> [Problem requirements]: Look below for the line that contains "the one-shot commands.", then copy it and each following line exactly, through and including the line that contains "let mut options = Options::default();".

:: Data to use ::

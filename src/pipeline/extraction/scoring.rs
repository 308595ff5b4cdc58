//! Folds classified parameters into a bounded score and a summary.

use crate::models::enums::ParameterStatus;
use crate::models::report::{ExtractedParameter, HealthReportResult};

/// Starting score before any deduction.
pub const BASELINE_SCORE: i32 = 85;

const MIN_SCORE: i32 = 0;
const MAX_SCORE: i32 = 100;

/// Points removed from the running score for one parameter.
///
/// `High` is flagged but carries no penalty (HDL above range).
pub fn deduction(status: ParameterStatus) -> i32 {
    match status {
        ParameterStatus::Critical => 15,
        ParameterStatus::Moderate => 8,
        ParameterStatus::Low => 6,
        ParameterStatus::High | ParameterStatus::Normal => 0,
    }
}

/// Accumulates parameters in the order they are recorded.
#[derive(Debug)]
pub struct ScoreAggregator {
    score: i32,
    parameters: Vec<ExtractedParameter>,
}

impl Default for ScoreAggregator {
    fn default() -> Self {
        Self::with_baseline(BASELINE_SCORE)
    }
}

impl ScoreAggregator {
    pub fn new() -> Self {
        Self::default()
    }

    pub fn with_baseline(baseline: i32) -> Self {
        Self {
            score: baseline,
            parameters: Vec::new(),
        }
    }

    /// Apply the parameter's deduction and keep it for the result.
    pub fn record(&mut self, parameter: ExtractedParameter) {
        self.score -= deduction(parameter.status);
        self.parameters.push(parameter);
    }

    /// Running score, unclamped.
    pub fn raw_score(&self) -> i32 {
        self.score
    }

    pub fn len(&self) -> usize {
        self.parameters.len()
    }

    pub fn is_empty(&self) -> bool {
        self.parameters.is_empty()
    }

    /// Clamp the score and build the result. With nothing recorded the
    /// result carries a single placeholder parameter.
    pub fn finish(self) -> HealthReportResult {
        let health_score = clamp_score(self.score);

        if self.parameters.is_empty() {
            return HealthReportResult {
                health_score,
                parameters: vec![ExtractedParameter::placeholder()],
                summary: format!(
                    "No recognizable health parameters were found in the report text. \
                     Overall health score: {health_score}/100."
                ),
            };
        }

        let summary = summarize(&self.parameters, health_score);
        HealthReportResult {
            health_score,
            parameters: self.parameters,
            summary,
        }
    }
}

pub fn clamp_score(score: i32) -> u8 {
    // Bounded to 0..=100, always fits.
    score.clamp(MIN_SCORE, MAX_SCORE) as u8
}

fn summarize(parameters: &[ExtractedParameter], health_score: u8) -> String {
    let count = parameters.len();
    let flagged = parameters.iter().filter(|p| p.status.is_flagged()).count();
    let critical = parameters
        .iter()
        .filter(|p| p.status == ParameterStatus::Critical)
        .count();

    let noun = if count == 1 { "parameter" } else { "parameters" };
    let mut summary = format!(
        "Analyzed {count} health {noun} from your report. Overall health score: {health_score}/100."
    );
    if flagged > 0 {
        let (noun, verb) = if flagged == 1 {
            ("parameter", "needs")
        } else {
            ("parameters", "need")
        };
        summary.push_str(&format!(
            " {flagged} {noun} {verb} attention ({critical} critical)."
        ));
    }
    summary
}
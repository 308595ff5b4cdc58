//! API server lifecycle: bind, serve, shut down gracefully.
//!
//! `serve` runs until Ctrl-C; `spawn` starts the same router in a
//! background task and hands back a handle with a shutdown channel.

use std::future::Future;
use std::net::SocketAddr;

use tokio::net::TcpListener;
use tokio::sync::oneshot;

use crate::api::router::api_router;
use crate::config::ServerConfig;

/// Handle to a server started with [`spawn`].
pub struct ApiServer {
    pub addr: SocketAddr,
    shutdown_tx: Option<oneshot::Sender<()>>,
    task: tokio::task::JoinHandle<()>,
}

impl ApiServer {
    /// Signal shutdown and wait for in-flight requests to drain.
    pub async fn shutdown(mut self) {
        if let Some(tx) = self.shutdown_tx.take() {
            let _ = tx.send(());
            tracing::info!("API server shutdown signal sent");
        }
        if let Err(e) = self.task.await {
            tracing::error!("API server task failed: {e}");
        }
    }
}

/// Bind `config.bind_addr` and serve until Ctrl-C.
pub async fn serve(config: ServerConfig) -> std::io::Result<()> {
    let listener = TcpListener::bind(config.bind_addr).await?;
    let addr = listener.local_addr()?;
    tracing::info!(%addr, profile = %config.default_profile, "API server started");

    run(listener, config, ctrl_c()).await?;

    tracing::info!("API server stopped");
    Ok(())
}

/// Bind `config.bind_addr` (port 0 picks a free port) and serve in a
/// background task.
pub async fn spawn(config: ServerConfig) -> std::io::Result<ApiServer> {
    let listener = TcpListener::bind(config.bind_addr).await?;
    let addr = listener.local_addr()?;
    let (shutdown_tx, shutdown_rx) = oneshot::channel::<()>();

    let task = tokio::spawn(async move {
        let shutdown_signal = async move {
            let _ = shutdown_rx.await;
            tracing::info!("API server received shutdown signal");
        };

        tracing::info!(%addr, "API server started");
        if let Err(e) = run(listener, config, shutdown_signal).await {
            tracing::error!("API server error: {e}");
        }
        tracing::info!("API server stopped");
    });

    Ok(ApiServer {
        addr,
        shutdown_tx: Some(shutdown_tx),
        task,
    })
}

async fn run<F>(listener: TcpListener, config: ServerConfig, shutdown: F) -> std::io::Result<()>
where
    F: Future<Output = ()> + Send + 'static,
{
    axum::serve(listener, api_router(config))
        .with_graceful_shutdown(shutdown)
        .await
}

async fn ctrl_c() {
    if let Err(e) = tokio::signal::ctrl_c().await {
        tracing::error!("Failed to listen for Ctrl-C: {e}");
        // Without a signal handler, run until the process is killed.
        std::future::pending::<()>().await;
    }
    tracing::info!("Ctrl-C received, shutting down");
}

// ═══════════════════════════════════════════════════════════
// Tests
// ═══════════════════════════════════════════════════════════
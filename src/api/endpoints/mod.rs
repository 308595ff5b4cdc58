//! API endpoint handlers. Handlers stay thin and defer to the pipeline.

pub mod catalog;
pub mod health;
pub mod reports;
//! Labscan: lab-report parameter extraction, as a CLI and an HTTP API.

use std::io::Read;
use std::path::Path;

use anyhow::Context;
use tracing::info;

use labscan_lib::api;
use labscan_lib::api::types::CatalogEntry;
use labscan_lib::config::{self, ServerConfig};
use labscan_lib::models::enums::ExtractionProfile;
use labscan_lib::pipeline::extraction::{
    analyze_with_fallback, Catalog, DeterministicAnalyzer, ExternalResponseAnalyzer,
    ReportAnalyzer,
};

fn print_help() {
    println!("{}: lab report parameter extraction", config::APP_NAME);
    println!();
    println!("Usage: labscan [command]");
    println!();
    println!("Commands:");
    println!("  (none) | serve                          Start the HTTP API");
    println!("  analyze <file|-> [--profile <name>]     Analyze a report and print JSON");
    println!("          [--external <file>]             Prefer a saved analyzer response when valid");
    println!("  catalog [--profile <name>]              Print recognized parameters");
    println!("  help                                    Show this help message");
    println!();
    println!("Profiles: basic, comprehensive (default)");
    println!();
    println!("Environment:");
    println!("  LABSCAN_BIND_ADDR       Listen address (default {})", config::DEFAULT_BIND_ADDR);
    println!("  LABSCAN_PROFILE         Default profile for API requests");
    println!("  LABSCAN_MAX_TEXT_BYTES  Largest report text accepted over HTTP");
    println!("  RUST_LOG                Log filter (default {})", config::default_log_filter());
}

/// Options shared by the one-shot commands.
#[derive(Default)]
struct Options<'a> {
    profile: Option<ExtractionProfile>,
    external: Option<&'a str>,
    positional: Vec<&'a str>,
}

fn parse_options(args: &[String]) -> anyhow::Result<Options<'_>> {
    let mut options = Options::default();
    let mut iter = args.iter();

    while let Some(arg) = iter.next() {
        match arg.as_str() {
            "--profile" | "-p" => {
                let name = iter.next().context("--profile needs a value")?;
                options.profile = Some(name.to_lowercase().parse::<ExtractionProfile>()?);
            }
            "--external" | "-e" => {
                let path = iter.next().context("--external needs a file")?;
                options.external = Some(path.as_str());
            }
            other => match other.strip_prefix("--profile=") {
                Some(name) => {
                    options.profile = Some(name.to_lowercase().parse::<ExtractionProfile>()?)
                }
                None => options.positional.push(other),
            },
        }
    }

    Ok(options)
}

fn read_report(source: &str) -> anyhow::Result<String> {
    if source == "-" {
        let mut text = String::new();
        std::io::stdin()
            .read_to_string(&mut text)
            .context("Failed to read report from stdin")?;
        return Ok(text);
    }

    let bytes = std::fs::read(Path::new(source))
        .with_context(|| format!("Failed to read report file {source}"))?;
    // OCR dumps are not always clean UTF-8.
    Ok(String::from_utf8_lossy(&bytes).into_owned())
}

fn analyze(args: &[String]) -> anyhow::Result<()> {
    let options = parse_options(args)?;
    let source = match options.positional.as_slice() {
        [source] => *source,
        _ => anyhow::bail!(
            "Usage: labscan analyze <file|-> [--profile basic|comprehensive] [--external <file>]"
        ),
    };

    let text = read_report(source)?;
    let primary = match options.external {
        Some(path) => Some(ExternalResponseAnalyzer::new(read_report(path)?)),
        None => None,
    };
    let fallback = DeterministicAnalyzer::new(options.profile.unwrap_or_default());
    let analysis = analyze_with_fallback(
        primary.as_ref().map(|a| a as &dyn ReportAnalyzer),
        &fallback,
        &text,
    );

    info!(
        profile = %fallback.profile,
        source = analysis.source.as_str(),
        parameters = analysis.result.parameters.len(),
        score = analysis.result.health_score,
        "Report analyzed"
    );
    println!("{}", serde_json::to_string_pretty(&analysis.result)?);
    Ok(())
}

fn catalog(args: &[String]) -> anyhow::Result<()> {
    let options = parse_options(args)?;
    if !options.positional.is_empty() || options.external.is_some() {
        anyhow::bail!("Usage: labscan catalog [--profile basic|comprehensive]");
    }

    let entries: Vec<CatalogEntry> = Catalog::standard()
        .entries(options.profile.unwrap_or_default())
        .map(|entry| CatalogEntry::from(entry.definition))
        .collect();
    println!("{}", serde_json::to_string_pretty(&entries)?);
    Ok(())
}

#[tokio::main]
async fn main() -> anyhow::Result<()> {
    labscan_lib::init_tracing();

    let args: Vec<String> = std::env::args().collect();

    // Handle CLI subcommands
    if args.len() > 1 {
        match args[1].as_str() {
            "serve" => {}
            "analyze" => return analyze(&args[2..]),
            "catalog" => return catalog(&args[2..]),
            "--help" | "-h" | "help" => {
                print_help();
                return Ok(());
            }
            "--version" | "-V" | "version" => {
                println!("{} {}", config::APP_NAME, config::APP_VERSION);
                return Ok(());
            }
            _ => {
                eprintln!("Unknown command: {}. Use 'labscan help' for usage.", args[1]);
                std::process::exit(1);
            }
        }
    }

    info!("{} starting v{}", config::APP_NAME, config::APP_VERSION);

    let config = ServerConfig::from_env()?;
    api::serve(config).await?;

    Ok(())
}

:::

> [The answer]:
/// Options shared by the one-shot commands.
#[derive(Default)]
struct Options<'a> {
    profile: Option<ExtractionProfile>,
    external: Option<&'a str>,
    positional: Vec<&'a str>,
}

fn parse_options(args: &[String]) -> anyhow::Result<Options<'_>> {
    let mut options = Options::default();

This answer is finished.